All of the sequence data generated by the Koala Genome Consortium has been deposited into public databases and made freely available to scientists around the world. “Not only does open data promote the best interests of science, it also maximises the benefits that the Koala populations, and the public, receive from such research,” Professor Johnson said.
The Koala (Phascolarctos cinereus) is a native tree-dwelling Australian marsupial that is one of the world’s most fascinating and iconic mammals. Not only is the Koala synonymous with Australia it is also a powerful international symbol for the preservation and conservation of our natural world.
Wild Koalas are currently found in eucalypt forest and woodlands across Eastern Australia (Victoria, New South Wales and Queensland) and have been translocated to other sites, such as south eastern South Australia and onto some islands such as Kangaroo Island, South Australia and French Island,Victoria.
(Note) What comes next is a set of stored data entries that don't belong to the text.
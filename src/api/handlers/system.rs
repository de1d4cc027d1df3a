//! System endpoints: health checks.

use axum::http::StatusCode;
use axum::response::IntoResponse;
use axum::routing::get;
use axum::{Json, Router};
use chrono::Utc;
use serde::Serialize;
use utoipa::ToSchema;

use crate::app_state::AppState;

/// Minimal liveness response.
#[derive(Debug, Serialize, ToSchema)]
pub struct StatusResponse {
    /// Always `"healthy"`.
    pub status: String,
}

/// Health check response with build and clock details.
#[derive(Debug, Serialize, ToSchema)]
pub struct HealthResponse {
    /// Always `"healthy"`.
    pub status: String,
    /// Server time (RFC 3339).
    pub timestamp: String,
    /// Crate version.
    pub version: String,
}

/// `GET /`: liveness probe.
#[utoipa::path(
    get,
    path = "/",
    tag = "System",
    summary = "Liveness probe",
    description = "Returns `{\"status\": \"healthy\"}` while the process is serving.",
    responses(
        (status = 200, description = "Service is healthy", body = StatusResponse),
    )
)]
pub async fn root_handler() -> impl IntoResponse {
    (
        StatusCode::OK,
        Json(StatusResponse {
            status: "healthy".to_string(),
        }),
    )
}

/// `GET /health`: service health status.
#[utoipa::path(
    get,
    path = "/health",
    tag = "System",
    summary = "Health check",
    description = "Returns service health status, version, and current timestamp.",
    responses(
        (status = 200, description = "Service is healthy", body = HealthResponse),
    )
)]
pub async fn health_handler() -> impl IntoResponse {
    (
        StatusCode::OK,
        Json(HealthResponse {
            status: "healthy".to_string(),
            timestamp: Utc::now().to_rfc3339(),
            version: env!("CARGO_PKG_VERSION").to_string(),
        }),
    )
}

/// System routes mounted at the root level.
pub fn routes() -> Router<AppState> {
    Router::new()
        .route("/", get(root_handler))
        .route("/health", get(health_handler))
}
Their unique and highly specific diet of eucalyptus (gum) tree leaves, has resulted in Koala s being especially vulnerable to habitat loss due to the clearing of native vegetation for agriculture and urban development. The Australian Federal government lists Koala populations in Queensland, New South Wales and Australian Capital Territory as ‘Vulnerable’ under national environment law.
“Our next efforts must be in the application of these findings to genetically manage Koala populations, advance the treatment of the diseases affecting Koala s, with the goal of conserving this very important species,” Professor Johnson said.